**Records to use:**
//! Q16.16 Fixed-Point Arithmetic
//!
//! This module provides deterministic fixed-point math for game simulation.
//! All operations use integer arithmetic only - no floats in gameplay logic.
//!
//! ## Format: Q16.16
//!
//! ```text
//! ┌─────────────────────────────────────────────────────────────┐
//! │  Bit Layout: Q16.16 (32-bit signed integer)                 │
//! ├─────────────────────────────────────────────────────────────┤
//! │  [S][IIIIIIIIIIIIIIII][FFFFFFFFFFFFFFFF]                    │
//! │   │  └──── 16 bits ────┘└──── 16 bits ────┘                 │
//! │   └─ Sign bit                                               │
//! │                                                             │
//! │  Range: -32768.0 to +32767.99998 (approx)                   │
//! │  Precision: 1/65536 ≈ 0.000015 units                        │
//! └─────────────────────────────────────────────────────────────┘
//! ```
//!
//! ## Why Q16.16?
//!
//! - 32k unit range comfortably covers a 1024x768 pixel playfield
//! - Sub-pixel precision (0.00001 units)
//! - Fast integer ops on all platforms
//!
//! Squared pixel distances exceed the Q16.16 product range, so distance
//! comparisons stay in raw i64 (see [`fixed_sqrt_wide`] and
//! `FixedVec2::distance_squared_wide`).

/// Q16.16 fixed-point number stored as i32.
/// 16 bits integer, 16 bits fractional.
pub type Fixed = i32;

/// Number of fractional bits (16)
pub const FIXED_SCALE: i32 = 16;

/// 1.0 in fixed-point (65536)
pub const FIXED_ONE: Fixed = 1 << FIXED_SCALE; // 65536

/// 0.5 in fixed-point (32768)
pub const FIXED_HALF: Fixed = FIXED_ONE >> 1; // 32768

// =============================================================================
// PLAYFIELD GEOMETRY (All as integer literals - NO float conversion!)
// =============================================================================
//
// Screen coordinates: origin at the top-left corner, +y points DOWN.
// Entities spawn above y = 0 and fall toward y = PLAYFIELD_HEIGHT.

/// Playfield width: 1024 px = 1024 * 65536
pub const PLAYFIELD_WIDTH: Fixed = 67108864;

/// Playfield height: 768 px = 768 * 65536
pub const PLAYFIELD_HEIGHT: Fixed = 50331648;

/// Horizontal spawn margin: 50 px = 50 * 65536
pub const SPAWN_MARGIN: Fixed = 3276800;

/// Spawn altitude above the visible top edge: -30 px = -30 * 65536
pub const SPAWN_Y: Fixed = -1966080;

/// Extra travel below the bottom edge before despawn: 40 px = 40 * 65536
pub const DESPAWN_MARGIN: Fixed = 2621440;

/// Player box half-width: 32 px = 32 * 65536
pub const PLAYER_HALF_WIDTH: Fixed = 2097152;

/// Player box half-height: 48 px = 48 * 65536
pub const PLAYER_HALF_HEIGHT: Fixed = 3145728;

/// Player start position y: 668 px (100 px above the bottom edge)
pub const PLAYER_START_Y: Fixed = 43778048;

/// Falling-entity box half-extent: 16 px = 16 * 65536
pub const ENTITY_HALF_EXTENT: Fixed = 1048576;

// =============================================================================
// TIMING (integer milliseconds on the session clock)
// =============================================================================

/// Ingredient spawn-stream cadence
pub const INGREDIENT_SPAWN_INTERVAL_MS: u32 = 800;

/// Hazard spawn-stream cadence
pub const HAZARD_SPAWN_INTERVAL_MS: u32 = 1600;

/// Combo decays after this long without a catch
pub const COMBO_TIMEOUT_MS: u64 = 2000;

/// Magnet power-up lifetime
pub const MAGNET_DURATION_MS: u64 = 5000;

/// Difficulty level increments once per period
pub const LEVEL_PERIOD_MS: u32 = 5000;

/// Largest accepted frame delta; anything outside [0, MAX_TICK_MS] clamps to 0
pub const MAX_TICK_MS: i64 = 1000;

// =============================================================================
// DIFFICULTY
// =============================================================================

/// Starting difficulty level: 1.0
pub const LEVEL_START: Fixed = FIXED_ONE;

/// Per-period level increment: 0.1 = floor(0.1 * 65536)
pub const LEVEL_STEP: Fixed = 6553;

// =============================================================================
// FALL-SPEED CURVES (px/s; speed = base + level * per_level)
// =============================================================================

/// Ingredient base fall speed: 200 px/s
pub const INGREDIENT_FALL_BASE: Fixed = 13107200;

/// Ingredient fall speed gained per difficulty level: 30 px/s
pub const INGREDIENT_FALL_PER_LEVEL: Fixed = 1966080;

/// Hazard base fall speed: 250 px/s
pub const HAZARD_FALL_BASE: Fixed = 16384000;

/// Hazard fall speed gained per difficulty level: 40 px/s
pub const HAZARD_FALL_PER_LEVEL: Fixed = 2621440;

/// Power-up base fall speed: 200 px/s
pub const POWERUP_FALL_BASE: Fixed = 13107200;

/// Power-up fall speed gained per difficulty level: 25 px/s
pub const POWERUP_FALL_PER_LEVEL: Fixed = 1638400;

// =============================================================================
// SCORE & POWER-UPS
// =============================================================================

/// Base points per ingredient caught
pub const BASE_POINTS: u32 = 10;

/// Extra points per active combo step
pub const COMBO_BONUS_POINTS: u32 = 2;

/// Charges granted by a shield pickup (flat set, never additive)
pub const SHIELD_CHARGES: u32 = 3;

/// Magnet attraction radius: 200 px
pub const MAGNET_RADIUS: Fixed = 13107200;

/// Magnet pull speed: 300 px/s
pub const MAGNET_PULL_SPEED: Fixed = 19660800;

// =============================================================================
// CORE OPERATIONS (All deterministic, wrapping semantics)
// =============================================================================

/// Convert a compile-time float to fixed-point.
///
/// # Warning
/// Only use at compile-time or initialization. NEVER in tick logic.
///
/// # Example
/// ```
/// use skillet_core::core::fixed::{to_fixed, FIXED_ONE};
/// const MY_VALUE: i32 = to_fixed(2.5);
/// assert_eq!(MY_VALUE, FIXED_ONE * 2 + FIXED_ONE / 2);
/// ```
#[inline]
pub const fn to_fixed(f: f64) -> Fixed {
    (f * (FIXED_ONE as f64)) as Fixed
}

/// Convert fixed-point to float for display/rendering.
///
/// # Warning
/// Only use for visual output. NEVER use result in game logic.
#[inline]
pub fn to_float(f: Fixed) -> f32 {
    f as f32 / FIXED_ONE as f32
}

/// Multiply two fixed-point numbers.
///
/// Uses i64 intermediate to prevent overflow, then truncates.
///
/// # Determinism
/// - Uses wrapping arithmetic
/// - Truncates toward zero (Rust default for integer division)
#[inline]
pub fn fixed_mul(a: Fixed, b: Fixed) -> Fixed {
    // Widen to i64, multiply, shift back
    let wide = (a as i64) * (b as i64);
    (wide >> FIXED_SCALE) as Fixed
}

/// Divide two fixed-point numbers.
///
/// Pre-shifts numerator to maintain precision.
/// Returns 0 on divide-by-zero.
///
/// # Determinism
/// - Uses wrapping arithmetic
/// - Truncates toward zero
/// - Divide-by-zero returns 0 (not panic)
#[inline]
pub fn fixed_div(a: Fixed, b: Fixed) -> Fixed {
    if b == 0 {
        return 0; // Deterministic: don't panic
    }
    let wide = (a as i64) << FIXED_SCALE;
    (wide / b as i64) as Fixed
}

/// Absolute value of a fixed-point number.
#[inline]
pub fn fixed_abs(x: Fixed) -> Fixed {
    if x < 0 { x.wrapping_neg() } else { x }
}

/// Minimum of two fixed-point numbers.
#[inline]
pub fn fixed_min(a: Fixed, b: Fixed) -> Fixed {
    if a < b { a } else { b }
}

/// Maximum of two fixed-point numbers.
#[inline]
pub fn fixed_max(a: Fixed, b: Fixed) -> Fixed {
    if a > b { a } else { b }
}

/// Clamp a fixed-point number to a range.
#[inline]
pub fn fixed_clamp(value: Fixed, min: Fixed, max: Fixed) -> Fixed {
    fixed_max(min, fixed_min(max, value))
}

/// Square root of a widened (Q32.32) squared distance, yielding Q16.16.
///
/// Squared pixel distances do not fit the Q16.16 product range, so distance
/// math keeps them as raw i64 (`dx*dx + dy*dy` of Q16.16 components). The
/// integer square root of that Q32.32 quantity is the Q16.16 distance.
///
/// Digit-by-digit binary method: no division, exact floor result, identical
/// on every platform. Non-positive inputs return 0.
#[inline]
pub fn fixed_sqrt_wide(x: i64) -> Fixed {
    if x <= 0 {
        return 0;
    }

    let mut n = x as u64;
    let mut result: u64 = 0;
    let mut bit: u64 = 1 << 62;

    while bit > n {
        bit >>= 2;
    }
    while bit != 0 {
        if n >= result + bit {
            n -= result + bit;
            result = (result >> 1) + bit;
        } else {
            result >>= 1;
        }
        bit >>= 2;
    }

    result as Fixed
}

// =============================================================================
// TESTS
// =============================================================================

**Task instructions:** Take from the material every line that holds "panic".

**Exercise result:**
/// - Divide-by-zero returns 0 (not panic)
        return 0; // Deterministic: don't panic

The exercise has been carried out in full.